What is the general development process and workflow for a digitised archive?

Joe and Megan: The development process begins with our acquisitions editors, who ideate new digital archives or new modules for existing archives based on the availability of relevant source collections and their research to identify needs in the market. Once a suitable project has been identified, the acquisitions editor prepares a business case to get the project approved, at which point we begin scheduling the scanning of archival materials. Scanning is typically done on-site at the source library unless there are extenuating circumstances. Throughout the scanning process, our development team is busy creating the structure for the digital archive and our product team is identifying any new features necessary to support the content so that, after scanned documents are sent to our conversion vendor and our content team applies indexing and metadata elements, the content is loaded into the archive. From there, we rigorously test the content and the archive structure to ensure both function properly upon release.

What is the process for scanning documents, and how do we deal with fragile documents selected for digitisation?
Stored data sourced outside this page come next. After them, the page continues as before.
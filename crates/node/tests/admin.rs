use {
    axum::{
        body::Body,
        http::{Method, Request, StatusCode},
        Router,
    },
    futures::Future,
    metrics_exporter_prometheus::PrometheusBuilder,
    serde_json::{json, Value},
    std::time::Duration,
    tower::ServiceExt as _,
    zonal_admin_api::{
        client::{self, Transport, TransportError},
        Client,
        DecommissionStatus as ApiStatus,
        PutDecommissionRequest,
    },
    zonal_core::decommission::DecommissionStatus,
    zonal_node::{admin, Config, Node},
};

const LOCAL: &str = "zone_3-node0";

fn config() -> Config {
    let mut vars = vec![
        ("ZONAL_NODE_ID".to_string(), LOCAL.to_string()),
        ("ZONAL_NODE_ATTRIBUTES".to_string(), "zone=zone_3".to_string()),
        ("ZONAL_INDICES".to_string(), "idx:3:2".to_string()),
        ("ZONAL_AWARENESS_ATTRIBUTES".to_string(), "zone".to_string()),
        (
            "ZONAL_FORCE_ZONE_VALUES".to_string(),
            "zone_1,zone_2,zone_3".to_string(),
        ),
        ("ZONAL_DRAIN_TIMEOUT".to_string(), "5000".to_string()),
    ];

    for zone in ["zone_1", "zone_2", "zone_3"] {
        for idx in 0..5 {
            let id = format!("{zone}-node{idx}");
            if id != LOCAL {
                vars.push((
                    format!("ZONAL_PEER_{id}"),
                    format!("cluster_manager,data;zone={zone}"),
                ));
            }
        }
    }

    Config::from_vars(vars).unwrap()
}

async fn setup() -> (Config, Node, Router) {
    let cfg = config();
    let node = Node::bootstrap(&cfg).await.unwrap();
    let router = admin::router(node.clone(), PrometheusBuilder::new().build_recorder().handle());
    (cfg, node, router)
}

async fn call(router: &Router, method: Method, uri: &str) -> (StatusCode, Value) {
    let req = Request::builder()
        .method(method)
        .uri(uri)
        .body(Body::empty())
        .unwrap();

    let resp = router.clone().oneshot(req).await.unwrap();
    let status = resp.status();
    let body = hyper::body::to_bytes(resp.into_body()).await.unwrap();

    (status, serde_json::from_slice(&body).unwrap())
}

#[test_log::test(tokio::test)]
async fn decommission_over_http() {
    let (cfg, node, router) = setup().await;
    assert_eq!(node.state().nodes().len(), 15);

    let (status, body) = call(&router, Method::PUT, "/_cluster/decommission/awareness/zone/zone_1").await;
    assert_eq!(status, StatusCode::OK);
    assert_eq!(body, json!({ "acknowledged": true }));

    let terminal = node
        .decommission()
        .wait_for_terminal(Duration::from_secs(10))
        .await
        .unwrap();
    assert_eq!(terminal, DecommissionStatus::Successful);
    assert_eq!(node.state().nodes().len(), 10);

    let (status, body) = call(&router, Method::GET, "/_cluster/decommission/awareness/zone/_status").await;
    assert_eq!(status, StatusCode::OK);
    assert_eq!(body, json!({ "awareness": { "zone": "zone_1" }, "status": "successful" }));

    let (_, body) = call(&router, Method::GET, "/_cluster/decommission/awareness/rack/_status").await;
    assert_eq!(body, json!({ "awareness": {}, "status": null }));

    let (status, body) = call(&router, Method::PUT, "/_cluster/decommission/awareness/zone/zone_2").await;
    assert_eq!(status, StatusCode::CONFLICT);
    assert_eq!(body["retryable"], json!(false));

    // Decommissioned peers can't join back until the decommission is deleted.
    assert_eq!(node.rejoin_peers(&cfg.peers).await.unwrap(), 0);

    let (status, body) = call(&router, Method::DELETE, "/_cluster/decommission/awareness").await;
    assert_eq!(status, StatusCode::OK);
    assert_eq!(body, json!({ "acknowledged": true }));

    let (_, body) = call(&router, Method::GET, "/_cluster/decommission/awareness/zone/_status").await;
    assert_eq!(body, json!({ "awareness": {}, "status": null }));

    assert_eq!(node.rejoin_peers(&cfg.peers).await.unwrap(), 5);
    assert_eq!(node.state().nodes().len(), 15);
}

#[tokio::test]
async fn invalid_requests_are_rejected() {
    let (_, node, router) = setup().await;

    for uri in [
        "/_cluster/decommission/awareness/zone/zone_9",
        "/_cluster/decommission/awareness/rack/rack_1",
        "/_cluster/decommission/awareness/zone/zone_1?timeout=10",
        "/_cluster/decommission/awareness/zone/zone_1?no_delay=true&delay_timeout=5",
    ] {
        let (status, body) = call(&router, Method::PUT, uri).await;
        assert_eq!(status, StatusCode::BAD_REQUEST, "{uri}: {body}");
        assert_eq!(body["retryable"], json!(false));
    }

    assert!(node.decommission().get_decommission_state().is_none());
    assert_eq!(node.state().nodes().len(), 15);
}

#[derive(Clone)]
struct Http(std::sync::Arc<std::sync::Mutex<Router>>);

impl Transport for Http {
    fn call(
        &self,
        _node: &str,
        request: Vec<u8>,
    ) -> impl Future<Output = Result<Vec<u8>, TransportError>> + Send {
        let router = self.0.lock().unwrap().clone();

        async move {
            let req = Request::post("/rpc")
                .body(Body::from(request))
                .map_err(|err| TransportError(err.to_string()))?;

            let resp = router
                .oneshot(req)
                .await
                .map_err(|err| TransportError(err.to_string()))?;

            if !resp.status().is_success() {
                return Err(TransportError(format!("HTTP {}", resp.status())));
            }

            hyper::body::to_bytes(resp.into_body())
                .await
                .map(|bytes| bytes.to_vec())
                .map_err(|err| TransportError(err.to_string()))
        }
    }
}

#[tokio::test]
async fn client_talks_to_the_rpc_endpoint() {
    let (_, node, router) = setup().await;
    let client = Client::new(Http(std::sync::Arc::new(std::sync::Mutex::new(router))), client::Config::new(LOCAL));

    assert_eq!(client.get_decommission().await.unwrap().status, None);

    let resp = client
        .put_decommission(PutDecommissionRequest::new("zone", "zone_2").with_no_delay())
        .await
        .unwrap();
    assert!(resp.acknowledged);

    node.decommission()
        .wait_for_terminal(Duration::from_secs(10))
        .await
        .unwrap();

    let resp = client.get_decommission().await.unwrap();
    assert_eq!(resp.status, Some(ApiStatus::Successful));
    assert_eq!(resp.awareness.get("zone").map(String::as_str), Some("zone_2"));
}

#[tokio::test]
async fn metrics_are_served() {
    let (_, _, router) = setup().await;

    let req = Request::get("/metrics").body(Body::empty()).unwrap();
    let resp = router.oneshot(req).await.unwrap();

    assert_eq!(resp.status(), StatusCode::OK);
}

#[tokio::test]
async fn reload_applies_placement_settings() {
    let (mut cfg, node, _) = setup().await;

    cfg.awareness_attributes = vec!["zone".into(), "rack".into()];
    cfg.placement.skewness_limit = Some(1);
    node.reload(&cfg).await.unwrap();

    assert_eq!(node.allocator().catalog().snapshot().names(), ["zone", "rack"]);
    assert_eq!(node.allocator().settings().get().skewness_limit, Some(1));
    assert_eq!(node.state().nodes().len(), 15);
}
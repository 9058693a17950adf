use {
    super::{metadata::Custom, *},
    crate::decommission::{DecommissionAttribute, DecommissionMetadata},
    serde::{Deserialize, Serialize},
    std::sync::Mutex,
};

#[derive(Clone, Debug, PartialEq, Serialize, Deserialize)]
struct FromTheFuture(u32);

impl Custom for FromTheFuture {
    const TYPE: &'static str = "fromTheFuture";
    const MIN_SUPPORTED_VERSION: ProtocolVersion = ProtocolVersion::new(9, 0, 0);
}

#[derive(Clone, Debug, PartialEq, Serialize, Deserialize)]
struct Unregistered(String);

impl Custom for Unregistered {
    const TYPE: &'static str = "unregistered";
    const MIN_SUPPORTED_VERSION: ProtocolVersion = ProtocolVersion::new(1, 0, 0);
}

fn decommission() -> DecommissionMetadata {
    DecommissionMetadata::new(DecommissionAttribute::new(test_util::ZONE, "zone_1"))
}

fn state_with_customs() -> ClusterState {
    test_util::zoned_cluster(&[("zone_1", 1), ("zone_2", 2)])
        .with_routing_table(RoutingTable::default().with_index("idx", 2, 1))
        .to_builder()
        .put_custom(decommission())
        .put_custom(FromTheFuture(42))
        .put_custom(Unregistered("x".into()))
        .build()
}

#[test]
fn snapshot_leaves_out_customs_unsupported_by_the_peer() {
    let state = state_with_customs();
    let registry = Registry::new()
        .register::<DecommissionMetadata>()
        .register::<FromTheFuture>()
        .register::<Unregistered>();

    let bytes = state
        .snapshot(ProtocolVersion::new(2, 2, 0))
        .unwrap()
        .encode()
        .unwrap();
    let restored = ClusterState::from_snapshot(Snapshot::decode(&bytes).unwrap(), &registry).unwrap();

    assert!(restored.metadata().custom::<DecommissionMetadata>().is_none());
    assert_eq!(restored.metadata().custom::<Unregistered>(), Some(&Unregistered("x".into())));
    assert_eq!(restored.nodes(), state.nodes());
    assert_eq!(restored.coordination(), state.coordination());
    assert_eq!(restored.routing_table(), state.routing_table());
    assert_eq!(restored.version(), state.version());
}

#[test]
fn restoring_skips_unknown_and_newer_customs() {
    let state = state_with_customs();
    let registry = Registry::new().register::<DecommissionMetadata>();

    let bytes = state
        .snapshot(ProtocolVersion::new(9, 9, 9))
        .unwrap()
        .encode()
        .unwrap();
    let restored = ClusterState::from_snapshot(Snapshot::decode(&bytes).unwrap(), &registry).unwrap();

    assert_eq!(restored.metadata().custom::<DecommissionMetadata>(), Some(&decommission()));
    assert!(restored.metadata().custom::<FromTheFuture>().is_none());
    assert!(restored.metadata().custom::<Unregistered>().is_none());
}

#[tokio::test]
async fn updates_are_applied_by_priority() {
    let updater = ClusterService::spawn(test_util::zoned_cluster(&[("zone_1", 1)]));
    let applied = std::sync::Arc::new(Mutex::new(Vec::new()));

    let submit = |name: &'static str, priority| {
        let applied = applied.clone();
        updater.submit(name, priority, move |_: &ClusterState| {
            applied.lock().unwrap().push(name);
            Ok::<_, ()>(None)
        })
    };

    // Queued before the writer gets to run.
    let updates = [
        submit("a", Priority::Normal),
        submit("b", Priority::Urgent),
        submit("c", Priority::Normal),
        submit("d", Priority::High),
        submit("e", Priority::Urgent),
    ];
    for update in futures::future::join_all(updates).await {
        update.unwrap();
    }

    assert_eq!(*applied.lock().unwrap(), ["b", "e", "d", "a", "c"]);
}

#[tokio::test]
async fn only_changes_get_published() {
    let updater = ClusterService::spawn(test_util::zoned_cluster(&[("zone_1", 2)]));
    let version = updater.state().version();

    let state = updater
        .submit("noop", Priority::Normal, |_: &ClusterState| Ok::<_, ()>(None))
        .await
        .unwrap();
    assert_eq!(state.version(), version);

    let err = updater
        .submit("rejected", Priority::Normal, |_: &ClusterState| {
            Err::<Option<ClusterState>, _>("rejected")
        })
        .await
        .unwrap_err();
    assert!(matches!(err, UpdateError::Task("rejected")));
    assert_eq!(updater.state().version(), version);

    let state = updater
        .submit("change", Priority::Normal, |state: &ClusterState| {
            Ok::<_, ()>(Some(state.to_builder().put_custom(decommission()).build()))
        })
        .await
        .unwrap();
    assert_eq!(state.version(), version + 1);
    assert_eq!(updater.state().version(), version + 1);
    assert_eq!(updater.view().state().metadata().custom::<DecommissionMetadata>(), Some(&decommission()));
}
Rick: The archival scanning process starts with the source content itself; the content or content types will dictate the production workflow. Our team of acquisition editors select collections globally that best fit their needs for the upcoming product. These collections come from various locations: libraries, universities, historical societies, and museums. Once collection(s) are contracted, our editorial staff provide us with a content list or scanning list with title, volume, folder, shelf mark, Bib IDs, etc. This data can be exported from the MARC records or source catalogue and used to validate the contracted documents are being pulled for scanning and to create product metadata.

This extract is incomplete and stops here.